··· RECORDS FOR PROCESSING ···

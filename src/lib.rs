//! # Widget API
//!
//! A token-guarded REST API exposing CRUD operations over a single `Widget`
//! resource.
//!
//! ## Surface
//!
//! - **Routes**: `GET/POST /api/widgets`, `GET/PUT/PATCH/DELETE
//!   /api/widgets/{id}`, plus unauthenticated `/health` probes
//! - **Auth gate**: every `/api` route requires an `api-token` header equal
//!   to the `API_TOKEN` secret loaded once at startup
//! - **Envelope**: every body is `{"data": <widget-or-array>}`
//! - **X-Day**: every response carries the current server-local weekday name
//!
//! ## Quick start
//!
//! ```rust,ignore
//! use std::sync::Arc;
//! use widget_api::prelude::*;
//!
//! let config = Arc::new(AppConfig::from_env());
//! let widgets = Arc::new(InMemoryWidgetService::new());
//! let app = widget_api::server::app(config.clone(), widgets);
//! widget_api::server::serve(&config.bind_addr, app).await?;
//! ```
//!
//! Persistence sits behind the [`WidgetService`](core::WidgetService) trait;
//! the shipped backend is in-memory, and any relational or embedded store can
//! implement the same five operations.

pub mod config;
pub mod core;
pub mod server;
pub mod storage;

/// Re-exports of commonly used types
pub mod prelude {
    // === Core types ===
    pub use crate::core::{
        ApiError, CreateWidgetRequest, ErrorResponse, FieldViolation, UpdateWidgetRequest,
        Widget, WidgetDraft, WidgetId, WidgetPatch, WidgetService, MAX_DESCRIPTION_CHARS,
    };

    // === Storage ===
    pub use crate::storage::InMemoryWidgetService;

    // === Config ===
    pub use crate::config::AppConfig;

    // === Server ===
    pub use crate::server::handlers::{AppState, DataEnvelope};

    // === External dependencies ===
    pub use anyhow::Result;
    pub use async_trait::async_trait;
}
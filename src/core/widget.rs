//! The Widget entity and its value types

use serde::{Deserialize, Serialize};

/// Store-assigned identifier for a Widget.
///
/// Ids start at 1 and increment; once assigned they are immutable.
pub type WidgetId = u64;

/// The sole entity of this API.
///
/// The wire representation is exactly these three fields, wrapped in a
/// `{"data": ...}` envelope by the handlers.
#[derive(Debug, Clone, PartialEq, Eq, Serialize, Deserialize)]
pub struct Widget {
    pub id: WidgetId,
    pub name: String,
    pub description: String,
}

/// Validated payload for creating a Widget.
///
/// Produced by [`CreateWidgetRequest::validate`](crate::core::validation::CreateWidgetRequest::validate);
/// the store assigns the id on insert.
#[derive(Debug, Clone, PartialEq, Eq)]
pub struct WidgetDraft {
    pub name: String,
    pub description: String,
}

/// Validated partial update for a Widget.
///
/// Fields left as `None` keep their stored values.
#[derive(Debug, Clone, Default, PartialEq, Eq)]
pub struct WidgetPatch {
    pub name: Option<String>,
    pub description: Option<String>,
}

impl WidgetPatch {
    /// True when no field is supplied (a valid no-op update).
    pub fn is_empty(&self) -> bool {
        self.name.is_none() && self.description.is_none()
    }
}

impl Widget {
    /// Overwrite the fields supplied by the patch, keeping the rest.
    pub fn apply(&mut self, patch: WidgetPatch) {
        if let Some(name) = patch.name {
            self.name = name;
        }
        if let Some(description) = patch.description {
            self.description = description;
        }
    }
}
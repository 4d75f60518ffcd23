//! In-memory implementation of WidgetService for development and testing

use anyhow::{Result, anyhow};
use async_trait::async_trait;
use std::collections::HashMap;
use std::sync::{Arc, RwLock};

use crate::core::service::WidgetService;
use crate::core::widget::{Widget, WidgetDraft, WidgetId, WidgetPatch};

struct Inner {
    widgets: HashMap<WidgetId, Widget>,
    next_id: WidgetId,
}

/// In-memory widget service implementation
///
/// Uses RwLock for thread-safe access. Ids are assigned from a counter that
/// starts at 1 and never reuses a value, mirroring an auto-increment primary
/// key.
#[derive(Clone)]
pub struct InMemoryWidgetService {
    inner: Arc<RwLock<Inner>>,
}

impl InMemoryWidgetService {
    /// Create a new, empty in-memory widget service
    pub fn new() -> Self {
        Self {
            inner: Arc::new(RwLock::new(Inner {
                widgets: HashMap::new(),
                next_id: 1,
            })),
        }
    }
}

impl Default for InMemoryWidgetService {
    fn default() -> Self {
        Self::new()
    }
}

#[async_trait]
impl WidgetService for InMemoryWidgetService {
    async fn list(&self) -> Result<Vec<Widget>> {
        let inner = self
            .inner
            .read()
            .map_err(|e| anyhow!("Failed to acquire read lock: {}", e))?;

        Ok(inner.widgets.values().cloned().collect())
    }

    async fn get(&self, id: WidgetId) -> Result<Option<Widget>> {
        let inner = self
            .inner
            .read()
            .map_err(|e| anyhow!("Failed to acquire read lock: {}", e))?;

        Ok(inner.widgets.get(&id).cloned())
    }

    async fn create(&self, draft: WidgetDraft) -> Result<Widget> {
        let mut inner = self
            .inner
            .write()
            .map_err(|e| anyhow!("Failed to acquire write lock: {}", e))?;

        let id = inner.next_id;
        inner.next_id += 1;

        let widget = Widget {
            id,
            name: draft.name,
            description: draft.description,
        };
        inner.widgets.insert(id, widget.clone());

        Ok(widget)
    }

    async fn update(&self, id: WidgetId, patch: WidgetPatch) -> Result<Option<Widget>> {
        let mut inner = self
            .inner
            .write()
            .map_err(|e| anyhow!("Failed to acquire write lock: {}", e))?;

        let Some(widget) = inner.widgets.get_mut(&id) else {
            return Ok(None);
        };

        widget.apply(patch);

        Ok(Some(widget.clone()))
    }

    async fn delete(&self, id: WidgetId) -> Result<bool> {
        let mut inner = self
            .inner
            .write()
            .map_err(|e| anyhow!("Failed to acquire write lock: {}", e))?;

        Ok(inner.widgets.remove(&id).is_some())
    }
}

···
··· RECORDS FOR PROCESSING ···

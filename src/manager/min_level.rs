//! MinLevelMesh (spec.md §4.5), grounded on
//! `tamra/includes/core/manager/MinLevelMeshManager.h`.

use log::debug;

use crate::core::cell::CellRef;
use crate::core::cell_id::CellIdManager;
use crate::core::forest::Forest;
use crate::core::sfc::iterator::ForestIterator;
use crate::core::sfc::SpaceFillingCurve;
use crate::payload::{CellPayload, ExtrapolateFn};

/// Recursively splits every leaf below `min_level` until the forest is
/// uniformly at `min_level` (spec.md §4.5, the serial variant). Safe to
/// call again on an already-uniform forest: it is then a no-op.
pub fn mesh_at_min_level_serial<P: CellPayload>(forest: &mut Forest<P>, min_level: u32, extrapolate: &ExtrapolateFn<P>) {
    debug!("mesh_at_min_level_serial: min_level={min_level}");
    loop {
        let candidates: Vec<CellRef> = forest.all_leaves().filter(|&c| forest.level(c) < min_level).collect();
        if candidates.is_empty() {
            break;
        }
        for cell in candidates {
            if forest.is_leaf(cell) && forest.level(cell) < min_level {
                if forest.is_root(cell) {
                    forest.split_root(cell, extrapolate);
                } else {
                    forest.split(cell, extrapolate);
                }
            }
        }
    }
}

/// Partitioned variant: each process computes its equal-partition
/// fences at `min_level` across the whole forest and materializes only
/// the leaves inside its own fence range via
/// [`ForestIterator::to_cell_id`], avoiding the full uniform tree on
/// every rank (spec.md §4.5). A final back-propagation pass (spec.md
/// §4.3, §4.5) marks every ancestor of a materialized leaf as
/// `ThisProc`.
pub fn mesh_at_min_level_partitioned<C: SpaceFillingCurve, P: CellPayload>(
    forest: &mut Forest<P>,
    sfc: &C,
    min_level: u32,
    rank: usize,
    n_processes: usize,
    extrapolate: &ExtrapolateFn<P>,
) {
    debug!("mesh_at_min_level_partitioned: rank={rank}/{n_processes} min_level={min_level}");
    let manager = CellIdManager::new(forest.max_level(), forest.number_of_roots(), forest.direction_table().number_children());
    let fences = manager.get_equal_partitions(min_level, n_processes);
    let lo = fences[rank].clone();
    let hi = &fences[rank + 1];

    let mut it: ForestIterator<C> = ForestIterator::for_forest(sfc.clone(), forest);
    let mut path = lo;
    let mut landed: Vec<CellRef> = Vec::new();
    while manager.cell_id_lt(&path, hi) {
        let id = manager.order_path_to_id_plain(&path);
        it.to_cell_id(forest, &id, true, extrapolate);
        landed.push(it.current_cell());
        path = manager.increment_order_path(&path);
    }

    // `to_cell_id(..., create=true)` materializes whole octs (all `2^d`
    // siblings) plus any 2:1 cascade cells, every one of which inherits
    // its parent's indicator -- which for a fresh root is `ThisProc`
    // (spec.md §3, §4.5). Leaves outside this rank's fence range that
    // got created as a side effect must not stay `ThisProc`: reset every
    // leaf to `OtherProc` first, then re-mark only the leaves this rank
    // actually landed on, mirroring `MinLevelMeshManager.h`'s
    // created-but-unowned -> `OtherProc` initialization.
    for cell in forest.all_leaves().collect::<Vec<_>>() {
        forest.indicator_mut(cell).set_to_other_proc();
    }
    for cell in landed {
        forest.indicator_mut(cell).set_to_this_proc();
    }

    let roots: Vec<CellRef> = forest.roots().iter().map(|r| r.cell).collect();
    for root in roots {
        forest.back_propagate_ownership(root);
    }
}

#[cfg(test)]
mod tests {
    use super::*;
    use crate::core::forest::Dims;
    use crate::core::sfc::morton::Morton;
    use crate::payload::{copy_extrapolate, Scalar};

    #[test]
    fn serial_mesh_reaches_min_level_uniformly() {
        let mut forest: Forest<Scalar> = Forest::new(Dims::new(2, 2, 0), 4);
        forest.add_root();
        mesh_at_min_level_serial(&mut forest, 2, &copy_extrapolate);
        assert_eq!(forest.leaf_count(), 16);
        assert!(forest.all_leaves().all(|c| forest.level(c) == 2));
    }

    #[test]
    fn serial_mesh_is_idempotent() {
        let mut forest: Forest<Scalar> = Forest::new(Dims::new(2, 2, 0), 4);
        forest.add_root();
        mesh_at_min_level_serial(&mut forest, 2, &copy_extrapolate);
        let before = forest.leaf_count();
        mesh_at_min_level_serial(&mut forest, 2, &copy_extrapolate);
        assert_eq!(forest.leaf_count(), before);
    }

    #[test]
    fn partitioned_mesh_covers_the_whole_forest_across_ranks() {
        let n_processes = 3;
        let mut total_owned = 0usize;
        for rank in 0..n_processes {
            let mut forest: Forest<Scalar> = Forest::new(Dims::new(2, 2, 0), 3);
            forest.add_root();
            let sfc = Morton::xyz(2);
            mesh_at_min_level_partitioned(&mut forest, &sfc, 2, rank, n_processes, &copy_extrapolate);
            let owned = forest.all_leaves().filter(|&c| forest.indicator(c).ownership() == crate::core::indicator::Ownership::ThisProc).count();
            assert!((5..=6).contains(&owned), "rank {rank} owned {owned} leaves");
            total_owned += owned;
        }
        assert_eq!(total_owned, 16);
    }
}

···

▶ **WHAT IS BEING ASKED**: Copy here each line of the preceding records with "that" in it.

▶ **RESPONSE**:
/// Uses RwLock for thread-safe access. Ids are assigned from a counter that
    // (spec.md §3, §4.5). Leaves outside this rank's fence range that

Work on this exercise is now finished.